While Alda has been less politically active, he’s done much work in the scientific community in his years since leaving Hawkeye behind. In 2009, he co-founded the Alan Alda Center for Communicating Science at Stony Brook University to help scientist and health professionals to “communicate complex topics in clear, vivid and engaging ways” to the public, including elected officials and the media.

Science — not politics — has been his thing. Then came Trump. Alda made an exception.

“We swim in a sea of science, and perhaps, like fish who take water for granted, we take science for granted. But without it, we would stop breathing,” Alda continued. “Which is where we are now. Science is at stake, as is our very breath.”

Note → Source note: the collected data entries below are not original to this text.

use std::collections::HashSet;

use indexmap::IndexMap;

use super::{Animation, Entity, EntityFactory, EntityId, EntityKind, Visual};
use crate::GameTime;

#[derive(Clone, Debug, PartialEq)]
pub struct RenderItem {
    pub id: EntityId,
    pub sprite: String,
    pub visual: Visual,
    pub draw_priority: i32,
}

impl From<&Entity> for RenderItem {
    fn from(entity: &Entity) -> Self {
        Self {
            id: entity.id,
            sprite: entity.sprite.clone(),
            visual: entity.visual,
            draw_priority: entity.draw_priority,
        }
    }
}

/// Read-only view of an entity for diagnostics and tests.
#[derive(Clone, Debug, PartialEq)]
pub struct EntitySnapshot {
    pub id: EntityId,
    pub kind: EntityKind,
    pub visual: Visual,
    pub draw_priority: i32,
    pub active: bool,
    pub awaiting_destruction: bool,
    pub animation_slots: Vec<i32>,
}

impl From<&Entity> for EntitySnapshot {
    fn from(entity: &Entity) -> Self {
        Self {
            id: entity.id,
            kind: entity.kind.clone(),
            visual: entity.visual,
            draw_priority: entity.draw_priority,
            active: entity.active,
            awaiting_destruction: entity.awaiting_destruction(),
            animation_slots: entity.animations.priorities().collect(),
        }
    }
}

#[derive(Clone, Debug, PartialEq)]
pub struct LeakReport {
    pub id: EntityId,
    pub kind: EntityKind,
    pub destroy_requested_at: GameTime,
    pub detected_at: GameTime,
}

/// Owns every live entity. Destruction is deferred: [`EntityRegistry::destroy`]
/// only marks, [`EntityRegistry::sweep`] removes.
#[derive(Debug)]
pub struct EntityRegistry {
    entities: IndexMap<EntityId, Entity>,
    now: GameTime,
    leak_grace: f64,
    leaks: Vec<LeakReport>,
    reported: HashSet<EntityId>,
}

impl EntityRegistry {
    pub fn new(leak_grace: f64) -> Self {
        Self {
            entities: IndexMap::new(),
            now: GameTime::ZERO,
            leak_grace,
            leaks: Vec::new(),
            reported: HashSet::new(),
        }
    }

    pub fn now(&self) -> GameTime {
        self.now
    }

    pub fn len(&self) -> usize {
        self.entities.len()
    }

    pub fn is_empty(&self) -> bool {
        self.entities.is_empty()
    }

    pub fn contains(&self, id: EntityId) -> bool {
        self.entities.contains_key(&id)
    }

    pub fn get(&self, id: EntityId) -> Option<&Entity> {
        self.entities.get(&id)
    }

    pub fn get_mut(&mut self, id: EntityId) -> Option<&mut Entity> {
        self.entities.get_mut(&id)
    }

    pub fn instantiate<F: EntityFactory + ?Sized>(&mut self, factory: &mut F) -> EntityId {
        let id = self.register(factory.create());
        if let Some(entity) = self.entities.get_mut(&id) {
            factory.on_initialized(entity);
        }
        id
    }

    pub fn register(&mut self, mut entity: Entity) -> EntityId {
        assert!(
            !entity.is_registered() && !self.entities.contains_key(&entity.id),
            "entity {} ({}) registered twice",
            entity.id,
            entity.kind
        );
        entity.mark_registered();
        let id = entity.id;
        tracing::trace!(%id, kind = %entity.kind, "entity registered");
        self.entities.insert(id, entity);
        id
    }

    pub fn play_animation(
        &mut self,
        id: EntityId,
        priority: i32,
        animation: Animation,
    ) -> Option<Animation> {
        match self.entities.get_mut(&id) {
            Some(entity) => entity.play_animation(priority, animation),
            None => {
                tracing::warn!(%id, priority, "animation played on an unknown entity");
                None
            }
        }
    }

    pub fn destroy(&mut self, id: EntityId) -> bool {
        let now = self.now;
        match self.entities.get_mut(&id) {
            Some(entity) => {
                entity.request_destroy(now);
                true
            }
            None => false,
        }
    }

    /// Advances a single entity. Unknown ids are a caller bug.
    pub fn update_entity(&mut self, id: EntityId, dt: f64) {
        let now = self.now;
        let Some(entity) = self.entities.get_mut(&id) else {
            panic!("entity {id} is not registered");
        };
        if entity.update(dt).destroy_requested {
            entity.request_destroy(now);
        }
    }

    /// Advances every active entity that is not awaiting destruction and
    /// returns the frame's draw list, ordered by draw priority.
    pub fn update(&mut self, dt: f64) -> Vec<RenderItem> {
        self.now += dt;
        let ids: Vec<EntityId> = self
            .entities
            .values()
            .filter(|e| e.active && !e.awaiting_destruction())
            .map(|e| e.id)
            .collect();
        for id in ids {
            if self.entities.contains_key(&id) {
                self.update_entity(id, dt);
            }
        }
        self.detect_leaks();

        let mut frame: Vec<RenderItem> = self
            .entities
            .values()
            .filter(|e| e.active)
            .map(RenderItem::from)
            .collect();
        frame.sort_by_key(|item| item.draw_priority);
        frame
    }

    /// Removes every entity marked for destruction.
    pub fn sweep(&mut self) -> Vec<EntityId> {
        let marked: Vec<EntityId> = self
            .entities
            .values()
            .filter(|e| e.awaiting_destruction())
            .map(|e| e.id)
            .collect();
        for id in &marked {
            self.entities.shift_remove(id);
            self.reported.remove(id);
        }
        marked
    }

    pub fn leaks(&self) -> &[LeakReport] {
        &self.leaks
    }

    /// Hands over the reports gathered so far. An entity is still reported at
    /// most once, even after its report was taken.
    pub fn take_leaks(&mut self) -> Vec<LeakReport> {
        std::mem::take(&mut self.leaks)
    }

    pub fn snapshot(&self, id: EntityId) -> Option<EntitySnapshot> {
        self.entities.get(&id).map(EntitySnapshot::from)
    }

    pub fn snapshots(&self) -> Vec<EntitySnapshot> {
        self.entities.values().map(EntitySnapshot::from).collect()
    }

    pub fn clear(&mut self) {
        self.entities.clear();
        self.reported.clear();
    }

    fn detect_leaks(&mut self) {
        for entity in self.entities.values() {
            let Some(requested_at) = entity.destroy_requested_at() else {
                continue;
            };
            if (self.now - requested_at).seconds() <= self.leak_grace
                || self.reported.contains(&entity.id)
            {
                continue;
            }
            tracing::warn!(
                id = %entity.id,
                kind = %entity.kind,
                requested_at = %requested_at,
                now = %self.now,
                "entity still awaiting destruction, probable leak"
            );
            self.reported.insert(entity.id);
            self.leaks.push(LeakReport {
                id: entity.id,
                kind: entity.kind.clone(),
                destroy_requested_at: requested_at,
                detected_at: self.now,
            });
        }
    }
}

impl Default for EntityRegistry {
    fn default() -> Self {
        Self::new(3.0)
    }
}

Alda said he’s kept quiet about many of his opinions, but he changed his mind over Trump’s handling of the coronavirus pandemic.

“I’ve wondered what would tip me over into breaking my silence. Would it be Trump’s racism, his misogyny, his attack on the free press, his unspeakable cruelty to children — grabbing them from their parents and then forgetting to return them? Would it be the overt, brazen attempt to deprive people of their ability to vote, the right through which all other rights are guarded?” Alda wrote. “I’m outraged by all of these things, but what has finally done it for me is something even more fundamental: You can’t vote if you’re dead.”

Alda noted Trump’s “deceitful assurances that COVID-19 is nothing to worry about.”

He cited Trump’s January 2016 comment that, “I could stand in the middle of Fifth Avenue and shoot somebody, and I wouldn’t lose any voters, OK?”

“At this moment, we are all on Fifth Avenue,” Alda wrote.

The Ray Donovan actor encouraged others to have civil conversations with loved ones about the importance of voting and to truly listen to each other.

“We have to take care of one another, no matter what our politics are. I don’t take pleasure in the idea that the people most in danger are Trump’s staff and family and millions of followers,” Alda wrote. “In the worst cases of COVID-19, the experience — even when not fatal — has been described as a constant feeling of drowning. I don’t wish that on anyone.”

He also referred to numbers, which of course Trump often cites, to plead his case: “Almost 63 million people voted for Donald Trump in 2016, but in 1983, more than 106 million people watched the last episode of M.A.S.H. So, it seems that by this president’s standard, I’m a bigger deal than he is.”